Variance measures how far values are from the mean.
Standard deviation is the square root of variance and is easier to interpret
because it is in the same units as the data.

In [None]:
data = [2, 3, 5, 5, 8, 9, 12]

import numpy as np
import statistics as stats

print(np.var(data))

print(np.std(data))

In [None]:
data1 = [1, 2, 2, 3, 3, 4]

print(np.mean(data1))

print(np.var(data1))

print(np.std(data1))

*From the above two example sets of data, variance for first set is bigger while for the second set is lesser meaning the values for the first set are spreaded more than mean, than the values for the second set.*

In [None]:
#Comparing two datasets...

data_large_spread = [1, 10, 5, 12, 0]
data_small_spread = [5, 5, 6, 6, 5]

print(np.std(data_large_spread))

print(np.std(data_small_spread))

#### *Larger standard deviation means more variability*...

## Probability

Probability measures how likely an event is to occur.
Values ranges from 0(impossible) to 1(certain).

In [None]:
# Events : It is an outcome or a set of outcomes from a randomly selected experiment.
# Example : 
#Event A : Randomly selecting a terrestrial planet.
#Event B : Randomly selecting a planet with rings.

planets = ["Mercury","Venus","Earth","Mars","Jupiter","Saturn","Uranus","Neptune"]

terrestrial = ["Mercury","Venus","Earth","Mars"]

rings = ["Jupiter","Saturn","Uranus","Neptune"]

P_A = len(terrestrial) / len(planets)

P_B = len(rings) / len(planets)

P_A,P_B

Above example calculates the probabilities of two randomly selected events from an experiment.
First event refers to randomly picking a terrestrial planet out of all 8 planets and P_A returns the possiblity of getting it. Similar to first event, the second event refers to randomly picking a planet with ring out of all 8 planets and P_B returns the possibility of getting it. The values must be between 0 to 1 showing certain possiblity. 

In [None]:
# Intersection(AND) : It is the event of having common or same features from two or more set of events.
# For example, checking whether a planet has a possibility of being a terrestrial planet and a planet with rings.

intersection = set(terrestrial).intersection(rings)

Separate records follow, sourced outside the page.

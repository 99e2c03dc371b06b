//! Service configuration parsed from environment variables.

#[cfg(test)]
#[path = "config_test.rs"]
mod config_test;

use std::path::PathBuf;

use board::Disk;
use board::game::DEFAULT_MAX_RINGS;

pub const DEFAULT_PORT: u16 = 3000;

#[derive(Debug, Clone, PartialEq, Eq)]
pub struct ServiceConfig {
    pub port: u16,
    /// Directory served for every path the API does not claim.
    pub static_dir: Option<PathBuf>,
    /// Largest disk count `POST /start` accepts.
    pub max_rings: Disk,
}

impl Default for ServiceConfig {
    fn default() -> Self {
        Self { port: DEFAULT_PORT, static_dir: None, max_rings: DEFAULT_MAX_RINGS }
    }
}

impl ServiceConfig {
    /// Build service config from environment variables.
    ///
    /// All optional:
    /// - `PORT`: default 3000
    /// - `HANOI_STATIC_DIR`: no static files when absent or empty
    /// - `HANOI_MAX_RINGS`: default 10, clamped to `1..=10`
    #[must_use]
    pub fn from_env() -> Self {
        let static_dir = std::env::var("HANOI_STATIC_DIR")
            .ok()
            .filter(|dir| !dir.trim().is_empty())
            .map(PathBuf::from);
        let max_rings = env_parse("HANOI_MAX_RINGS", DEFAULT_MAX_RINGS).clamp(1, DEFAULT_MAX_RINGS);
        Self { port: env_parse("PORT", DEFAULT_PORT), static_dir, max_rings }
    }
}

fn env_parse<T: std::str::FromStr>(key: &str, default: T) -> T {
    std::env::var(key)
        .ok()
        .and_then(|v| v.trim().parse::<T>().ok())
        .unwrap_or(default)
}
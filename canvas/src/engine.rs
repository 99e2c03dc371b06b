//! Render context and pointer interaction controller.
//!
//! DESIGN
//! ======
//! `EngineCore` holds everything the board view needs: the cached board, the
//! scene built from it, the orbit camera and the gesture state. It has no
//! platform dependency; the client session shares it with the render loop.
//!
//! Input handlers never talk to the network. They return [`Action`]s; a
//! completed drag onto another peg becomes [`Action::MoveRequested`] and the
//! host decides what to do with it. The cached board is only replaced by
//! [`EngineCore::load_board`], which is fed server-confirmed state.

#[cfg(test)]
#[path = "engine_test.rs"]
mod engine_test;

use board::{Board, Disk};

use crate::camera::{OrbitCamera, Point};
use crate::hit::pick_ring;
use crate::input::{Button, InputState, WheelDelta};
use crate::render::{self, Frame};
use crate::scene::{Scene, SceneError, drag_plane_y, nearest_peg};

const CURSOR_DEFAULT: &str = "default";
const CURSOR_GRAB: &str = "grab";
const CURSOR_GRABBING: &str = "grabbing";

/// Actions returned from input handlers for the host to process.
#[derive(Debug, Clone, PartialEq)]
pub enum Action {
    /// A ring was dropped on a different peg; ask the service to move it.
    MoveRequested { src: usize, dst: usize },
    /// A ring was dropped back on its own peg and restored.
    SnappedBack { disk: Disk },
    SetCursor(String),
    RenderNeeded,
}

/// Core engine state: all logic that doesn't depend on the canvas element.
#[derive(Debug, Clone)]
pub struct EngineCore {
    /// Last server-confirmed board.
    pub board: Board,
    pub disks: Disk,
    pub scene: Scene,
    pub camera: OrbitCamera,
    pub input: InputState,
    pub viewport_width: f64,
    pub viewport_height: f64,
    pub dpr: f64,
}

impl Default for EngineCore {
    fn default() -> Self {
        Self {
            board: Board::empty(),
            disks: 0,
            scene: Scene::new(),
            camera: OrbitCamera::default(),
            input: InputState::default(),
            viewport_width: 0.0,
            viewport_height: 0.0,
            dpr: 1.0,
        }
    }
}

impl EngineCore {
    #[must_use]
    pub fn new() -> Self {
        Self::default()
    }

    // --- Data inputs ---

    /// Replace the cached board and rebuild the scene from it.
    ///
    /// An active drag is dropped; a lock is kept.
    ///
    /// # Errors
    ///
    /// Returns [`SceneError::InvalidBoard`] when `board` breaks the board
    /// invariants for `disks`; cache and scene keep their previous state.
    pub fn load_board(&mut self, board: Board, disks: Disk) -> Result<(), SceneError> {
        self.scene.build(&board, disks)?;
        self.board = board;
        self.disks = disks;
        if !self.input.is_locked() {
            self.input = InputState::Idle;
        }
        Ok(())
    }

    /// Forget the board and remove every ring.
    pub fn clear(&mut self) {
        self.scene.clear();
        self.board = Board::empty();
        self.disks = 0;
        if !self.input.is_locked() {
            self.input = InputState::Idle;
        }
    }

    /// Ignore pointer-down until [`EngineCore::unlock`]. A drag in progress is
    /// cancelled and its ring restored.
    pub fn lock(&mut self) {
        self.cancel_drag();
        self.input = InputState::Locked;
    }

    pub fn unlock(&mut self) {
        if self.input.is_locked() {
            self.input = InputState::Idle;
        }
    }

    #[must_use]
    pub fn is_locked(&self) -> bool {
        self.input.is_locked()
    }

    // --- Viewport ---

    /// Update viewport dimensions (CSS pixels) and device pixel ratio.
    pub fn set_viewport(&mut self, width_css: f64, height_css: f64, dpr: f64) {
        self.viewport_width = width_css.max(0.0);
        self.viewport_height = height_css.max(0.0);
        self.dpr = if dpr > 0.0 { dpr } else { 1.0 };
        if self.viewport_height > 0.0 {
            self.camera.aspect = self.viewport_width / self.viewport_height;
        }
    }

    // --- Input events ---

    pub fn on_pointer_down(&mut self, screen_pt: Point, button: Button) -> Vec<Action> {
        if !matches!(self.input, InputState::Idle) || button != Button::Primary {
            return Vec::new();
        }

        let ray = self.camera.screen_ray(screen_pt, self.viewport_width, self.viewport_height);
        let picked = pick_ring(&ray, &self.scene).and_then(|hit| self.scene.ring(hit.ring).map(|r| (hit.ring, r)));

        match picked {
            Some((ring, mesh)) if self.board.is_top(mesh.peg, mesh.index) => {
                self.input = InputState::Dragging { ring, disk: mesh.disk, src: mesh.peg, orig: mesh.position };
                vec![Action::SetCursor(CURSOR_GRABBING.into())]
            }
            _ => {
                self.input = InputState::Orbiting { last_screen: screen_pt };
                Vec::new()
            }
        }
    }

    pub fn on_pointer_move(&mut self, screen_pt: Point) -> Vec<Action> {
        match self.input {
            InputState::Orbiting { last_screen } => {
                self.camera.rotate(screen_pt.x - last_screen.x, screen_pt.y - last_screen.y, self.viewport_height);
                self.input = InputState::Orbiting { last_screen: screen_pt };
                vec![Action::RenderNeeded]
            }
            InputState::Dragging { ring, .. } => {
                let ray = self.camera.screen_ray(screen_pt, self.viewport_width, self.viewport_height);
                let Some(target) = ray.intersect_horizontal_plane(drag_plane_y(self.disks)) else {
                    return Vec::new();
                };
                let Some(mesh) = self.scene.ring_mut(ring) else {
                    return Vec::new();
                };
                mesh.position.x = target.x;
                mesh.position.z = target.z;
                vec![Action::RenderNeeded]
            }
            InputState::Idle => {
                let ray = self.camera.screen_ray(screen_pt, self.viewport_width, self.viewport_height);
                let over_top = pick_ring(&ray, &self.scene)
                    .and_then(|hit| self.scene.ring(hit.ring))
                    .is_some_and(|mesh| self.board.is_top(mesh.peg, mesh.index));
                let cursor = if over_top { CURSOR_GRAB } else { CURSOR_DEFAULT };
                vec![Action::SetCursor(cursor.into())]
            }
            InputState::Locked => Vec::new(),
        }
    }

    pub fn on_pointer_up(&mut self, _screen_pt: Point, _button: Button) -> Vec<Action> {
        match std::mem::take(&mut self.input) {
            InputState::Dragging { ring, disk, src, orig } => {
                let Some(mesh) = self.scene.ring_mut(ring) else {
                    return vec![Action::SetCursor(CURSOR_DEFAULT.into())];
                };
                let dst = nearest_peg(mesh.position.x);
                if dst == src {
                    mesh.position = orig;
                    vec![Action::SnappedBack { disk }, Action::SetCursor(CURSOR_DEFAULT.into()), Action::RenderNeeded]
                } else {
                    vec![Action::MoveRequested { src, dst }, Action::SetCursor(CURSOR_DEFAULT.into())]
                }
            }
            InputState::Orbiting { .. } | InputState::Idle => Vec::new(),
            InputState::Locked => {
                self.input = InputState::Locked;
                Vec::new()
            }
        }
    }

    /// Zoom the camera. Allowed in every state.
    pub fn on_wheel(&mut self, _screen_pt: Point, delta: WheelDelta) -> Vec<Action> {
        if delta.dy == 0.0 {
            return Vec::new();
        }
        self.camera.zoom(delta.dy.signum());
        vec![Action::RenderNeeded]
    }

    // --- Animation ---

    /// Advance camera damping by one tick. Returns whether anything moved.
    pub fn tick(&mut self) -> bool {
        self.camera.update()
    }

    /// Project the current scene for the current viewport.
    #[must_use]
    pub fn frame(&self) -> Frame {
        render::project_scene(&self.scene, &self.camera, self.viewport_width, self.viewport_height)
    }

    fn cancel_drag(&mut self) {
        if let InputState::Dragging { ring, orig, .. } = self.input {
            if let Some(mesh) = self.scene.ring_mut(ring) {
                mesh.position = orig;
            }
            self.input = InputState::Idle;
        }
    }
}
//! Sync errors.
//!
//! Transport problems (`Unreachable`, `Timeout`) are kept apart from answers
//! the service gave on purpose (`Rejected`). Only the former are worth
//! retrying; nothing retries automatically.

#[cfg(test)]
#[path = "error_test.rs"]
mod error_test;

use board::BoardError;

#[derive(Debug, thiserror::Error)]
pub enum SyncError {
    /// Connection refused, DNS failure, reset mid-request.
    #[error("could not reach game service: {0}")]
    Unreachable(String),

    /// Connect or request timeout elapsed.
    #[error("game service timed out: {0}")]
    Timeout(String),

    /// The service answered with a non-success status.
    #[error("game service rejected request ({status}): {message}")]
    Rejected { status: u16, message: String },

    /// The body could not be parsed.
    #[error("malformed response from game service: {0}")]
    Decode(String),

    /// The body parsed but the board breaks the invariants.
    #[error("game service sent an invalid board: {0}")]
    InvalidBoard(#[from] BoardError),

    #[error("HTTP client build failed: {0}")]
    ClientBuild(String),
}

impl SyncError {
    /// Whether the same request may succeed if tried again.
    #[must_use]
    pub fn retryable(&self) -> bool {
        matches!(self, Self::Unreachable(_) | Self::Timeout(_))
    }

    /// Stable code for logs and status lines.
    #[must_use]
    pub fn error_code(&self) -> &'static str {
        match self {
            Self::Unreachable(_) => "E_UNREACHABLE",
            Self::Timeout(_) => "E_TIMEOUT",
            Self::Rejected { .. } => "E_REJECTED",
            Self::Decode(_) => "E_DECODE",
            Self::InvalidBoard(_) => "E_INVALID_BOARD",
            Self::ClientBuild(_) => "E_CLIENT_BUILD",
        }
    }

    /// Classify a reqwest failure.
    #[must_use]
    pub fn from_transport(err: &reqwest::Error) -> Self {
        if err.is_timeout() {
            Self::Timeout(err.to_string())
        } else if err.is_decode() {
            Self::Decode(err.to_string())
        } else {
            Self::Unreachable(err.to_string())
        }
    }
}

impl From<serde_json::Error> for SyncError {
    fn from(err: serde_json::Error) -> Self {
        Self::Decode(err.to_string())
    }
}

I_A_and_B = len(intersection) / len(planets)

I_A_and_B

In [None]:
# Union(OR) : It is the event of having all outcomes from either or both the events.
#For example, checking an event where it contains either of all outcomes of being a terrestrial planet or having an 
# a ring around a planet.

union = set(terrestrial).union(rings)

U_A_and_B = len(union) / len(planets)

U_A_and_B

Thus from above two events we can conclude that I_A_and_B returns probability of choosing a planet that is both terrestrial as well as with the rings, which is not possible resulting in 0. On the other hand, U_A_and_B returns probability of choosing a planet with either being a terrestrial or a having a ring one, that results in 1.

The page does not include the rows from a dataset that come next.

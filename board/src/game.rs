//! Authoritative rules engine: start, move, undo and solve.
//!
//! DESIGN
//! ======
//! `Game` owns the only mutable board. Every accepted move pushes the prior
//! snapshot onto the undo history, so undo restores it exactly. Solving
//! resets to the starting arrangement and replays the optimal sequence; the
//! returned steps exclude the reset state and the engine is left solved with
//! an empty history.

#[cfg(test)]
#[path = "game_test.rs"]
mod game_test;

use crate::model::{Board, Disk, PEG_COUNT};
use crate::wire::MoveOutcome;

/// Largest disk count accepted by default.
pub const DEFAULT_MAX_RINGS: Disk = 10;

#[derive(Debug, Clone, PartialEq, Eq, thiserror::Error)]
pub enum GameError {
    #[error("invalid number of rings {rings}: expected 1..={max}")]
    InvalidRingCount { rings: Disk, max: Disk },
    #[error("no game in progress")]
    NotStarted,
}

/// Rules engine for a single board.
#[derive(Debug, Clone)]
pub struct Game {
    rings: Disk,
    max_rings: Disk,
    board: Board,
    history: Vec<Board>,
}

impl Default for Game {
    fn default() -> Self {
        Self::with_max_rings(DEFAULT_MAX_RINGS)
    }
}

impl Game {
    #[must_use]
    pub fn new() -> Self {
        Self::default()
    }

    /// Engine accepting up to `max_rings` disks.
    #[must_use]
    pub fn with_max_rings(max_rings: Disk) -> Self {
        Self { rings: 0, max_rings, board: Board::empty(), history: Vec::new() }
    }

    /// Disk count of the current game, `0` before the first start.
    #[must_use]
    pub fn rings(&self) -> Disk {
        self.rings
    }

    #[must_use]
    pub fn max_rings(&self) -> Disk {
        self.max_rings
    }

    #[must_use]
    pub fn board(&self) -> &Board {
        &self.board
    }

    /// Number of moves that can be undone.
    #[must_use]
    pub fn moves(&self) -> usize {
        self.history.len()
    }

    #[must_use]
    pub fn is_started(&self) -> bool {
        self.rings > 0
    }

    /// Reset to a fresh board of `rings` disks on the first peg.
    ///
    /// # Errors
    ///
    /// Returns [`GameError::InvalidRingCount`] outside `1..=max_rings`; the
    /// current game is left untouched.
    pub fn start(&mut self, rings: Disk) -> Result<(), GameError> {
        if rings == 0 || rings > self.max_rings {
            return Err(GameError::InvalidRingCount { rings, max: self.max_rings });
        }
        self.rings = rings;
        self.board = Board::new_game(rings);
        self.history.clear();
        Ok(())
    }

    /// Attempt to move the top disk of `src` onto `dst`.
    pub fn try_move(&mut self, src: usize, dst: usize) -> MoveOutcome {
        if !self.is_started() {
            return MoveOutcome::rejected("No game in progress.");
        }
        let before = self.board.clone();
        match self.board.move_top(src, dst) {
            Ok(disk) => {
                self.history.push(before);
                let mut message = format!("Moved disk {disk} from peg {} to peg {}.", src + 1, dst + 1);
                if self.board.is_solved() {
                    message.push_str(" Puzzle solved!");
                }
                MoveOutcome::accepted(message)
            }
            Err(illegal) => MoveOutcome::rejected(illegal.to_string()),
        }
    }

    /// Revert the last accepted move. Returns `false` when there is nothing to undo.
    pub fn undo(&mut self) -> bool {
        match self.history.pop() {
            Some(previous) => {
                self.board = previous;
                true
            }
            None => false,
        }
    }

    /// Reset and solve, returning the board after each solving move.
    ///
    /// # Errors
    ///
    /// Returns [`GameError::NotStarted`] when no game has been started.
    pub fn solve(&mut self) -> Result<Vec<Board>, GameError> {
        if !self.is_started() {
            return Err(GameError::NotStarted);
        }

        let mut board = Board::new_game(self.rings);
        let mut steps = Vec::with_capacity(solution_length(self.rings));
        for (src, dst) in solution_moves(self.rings) {
            if board.move_top(src, dst).is_err() {
                // The optimal sequence never produces an illegal move.
                break;
            }
            steps.push(board.clone());
        }

        self.board = board;
        self.history.clear();
        Ok(steps)
    }
}

/// Number of moves in the optimal solution for `rings` disks (`2^rings - 1`).
#[must_use]
pub fn solution_length(rings: Disk) -> usize {
    1_usize
        .checked_shl(rings)
        .map_or(usize::MAX, |n| n - 1)
}

/// Optimal `(src, dst)` sequence moving `rings` disks from the first peg to the last.
#[must_use]
pub fn solution_moves(rings: Disk) -> Vec<(usize, usize)> {
    let mut moves = Vec::with_capacity(solution_length(rings));
    push_moves(rings, 0, PEG_COUNT - 1, 1, &mut moves);
    moves
}

fn push_moves(rings: Disk, src: usize, dst: usize, via: usize, out: &mut Vec<(usize, usize)>) {
    if rings == 0 {
        return;
    }
    push_moves(rings - 1, src, via, dst, out);
    out.push((src, dst));
    push_moves(rings - 1, via, dst, src, out);
}
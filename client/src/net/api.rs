//! Game service API.
//!
//! DESIGN
//! ======
//! [`GameApi`] is the seam between the session and the network. The session
//! only sees typed results; [`HttpGameApi`] owns the URLs, the timeouts and
//! the body parsing. Parsing lives in free functions so it can be tested
//! without a server.
//!
//! Every board coming back from the service is validated before it is handed
//! out. A board that breaks the invariants is an error, never a picture.

#[cfg(test)]
#[path = "api_test.rs"]
mod api_test;

use std::time::Duration;

use board::wire::{SolveResponse, StartResponse, StateResponse};
use board::{Board, Disk, MoveOutcome};
use tracing::debug;

use super::error::SyncError;
use crate::config::ClientConfig;

/// Logical operations of the game service.
#[async_trait::async_trait]
pub trait GameApi: Send + Sync {
    /// Reset the service to a fresh game of `rings` disks.
    async fn start_game(&self, rings: Disk) -> Result<StartResponse, SyncError>;

    /// Ask for the top disk of `src` to go onto `dst`. Illegal moves come
    /// back as [`MoveOutcome::Rejected`], not as errors.
    async fn attempt_move(&self, src: usize, dst: usize) -> Result<MoveOutcome, SyncError>;

    /// Revert the last accepted move. The body is ignored.
    async fn undo_last_move(&self) -> Result<(), SyncError>;

    /// Current authoritative board, validated.
    async fn fetch_state(&self) -> Result<Board, SyncError>;

    /// Snapshots from the current reset state to solved, validated.
    async fn request_solution(&self) -> Result<Vec<Board>, SyncError>;
}

// =============================================================================
// HTTP CLIENT
// =============================================================================

pub struct HttpGameApi {
    http: reqwest::Client,
    base_url: String,
}

impl HttpGameApi {
    /// Build a client for `config.base_url` with its timeouts.
    ///
    /// # Errors
    ///
    /// Returns [`SyncError::ClientBuild`] if the HTTP client fails to build.
    pub fn new(config: &ClientConfig) -> Result<Self, SyncError> {
        let http = reqwest::Client::builder()
            .timeout(Duration::from_secs(config.timeouts.request_secs))
            .connect_timeout(Duration::from_secs(config.timeouts.connect_secs))
            .build()
            .map_err(|e| SyncError::ClientBuild(e.to_string()))?;
        Ok(Self { http, base_url: config.base_url.trim_end_matches('/').to_owned() })
    }

    #[must_use]
    pub fn base_url(&self) -> &str {
        &self.base_url
    }

    async fn send(&self, method: reqwest::Method, path: &str) -> Result<String, SyncError> {
        let url = endpoint(&self.base_url, path);
        debug!(%method, %url, "game service request");

        let response = self
            .http
            .request(method, &url)
            .send()
            .await
            .map_err(|e| SyncError::from_transport(&e))?;
        let status = response.status().as_u16();
        let text = response.text().await.map_err(|e| SyncError::from_transport(&e))?;

        if !(200..300).contains(&status) {
            return Err(rejected(status, &text));
        }
        Ok(text)
    }
}

#[async_trait::async_trait]
impl GameApi for HttpGameApi {
    async fn start_game(&self, rings: Disk) -> Result<StartResponse, SyncError> {
        let text = self.send(reqwest::Method::POST, &format!("/start?rings={rings}")).await?;
        Ok(serde_json::from_str(&text)?)
    }

    async fn attempt_move(&self, src: usize, dst: usize) -> Result<MoveOutcome, SyncError> {
        let text = self.send(reqwest::Method::POST, &format!("/move?src={src}&dst={dst}")).await?;
        parse_move_outcome(&text)
    }

    async fn undo_last_move(&self) -> Result<(), SyncError> {
        self.send(reqwest::Method::POST, "/undo").await?;
        Ok(())
    }

    async fn fetch_state(&self) -> Result<Board, SyncError> {
        let text = self.send(reqwest::Method::GET, "/state").await?;
        parse_state(&text)
    }

    async fn request_solution(&self) -> Result<Vec<Board>, SyncError> {
        let text = self.send(reqwest::Method::POST, "/solve").await?;
        parse_solution(&text)
    }
}

// =============================================================================
// PARSING
// =============================================================================

fn endpoint(base_url: &str, path: &str) -> String {
    format!("{}{}", base_url.trim_end_matches('/'), path)
}

fn rejected(status: u16, body: &str) -> SyncError {
    let message = body.trim();
    let message = if message.is_empty() { format!("HTTP {status}") } else { message.to_owned() };
    SyncError::Rejected { status, message }
}

fn parse_move_outcome(text: &str) -> Result<MoveOutcome, SyncError> {
    Ok(serde_json::from_str(text)?)
}

fn parse_state(text: &str) -> Result<Board, SyncError> {
    let state: StateResponse = serde_json::from_str(text)?;
    state.board.validate()?;
    Ok(state.board)
}

fn parse_solution(text: &str) -> Result<Vec<Board>, SyncError> {
    let solution: SolveResponse = serde_json::from_str(text)?;
    for step in &solution.steps {
        step.validate()?;
    }
    Ok(solution.steps)
}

**In Astronomy, probability is used to quantify uncertainty in observations, whether the detected signal is either a planet or just a noise.**

### Conditional Probability

Conditional Probability is the probability of an event occuring given that
another event has already occured.

It is written as 
P(A | B)

In [None]:
planets = ["Mercury","Venus","Earth","Mars","Jupiter","Saturn","Uranus","Neptune"]

P_with_atm = ["Venus","Earth","Mars","Jupiter","Saturn","Uranus","Neptune"]

P_within_2AU = ["Mercury","Venus","Earth","Mars"]

intersection1 = set(P_with_atm).intersection(P_within_2AU)

P_A_within_B = len(intersection1) / len(planets)

P_A_within_B

From above example, of all the 8 planets, only few planets has atmosphere (event A: P_with_atm) and are in range of 2 Astronomical units (event B: P_within_2AU). Making it a total of 3 planets that intersect in both the events, thus making conditional probability of 3/8 or 0.375...

### Independance 

Two events are independant if knowing one does not change the probability of the other.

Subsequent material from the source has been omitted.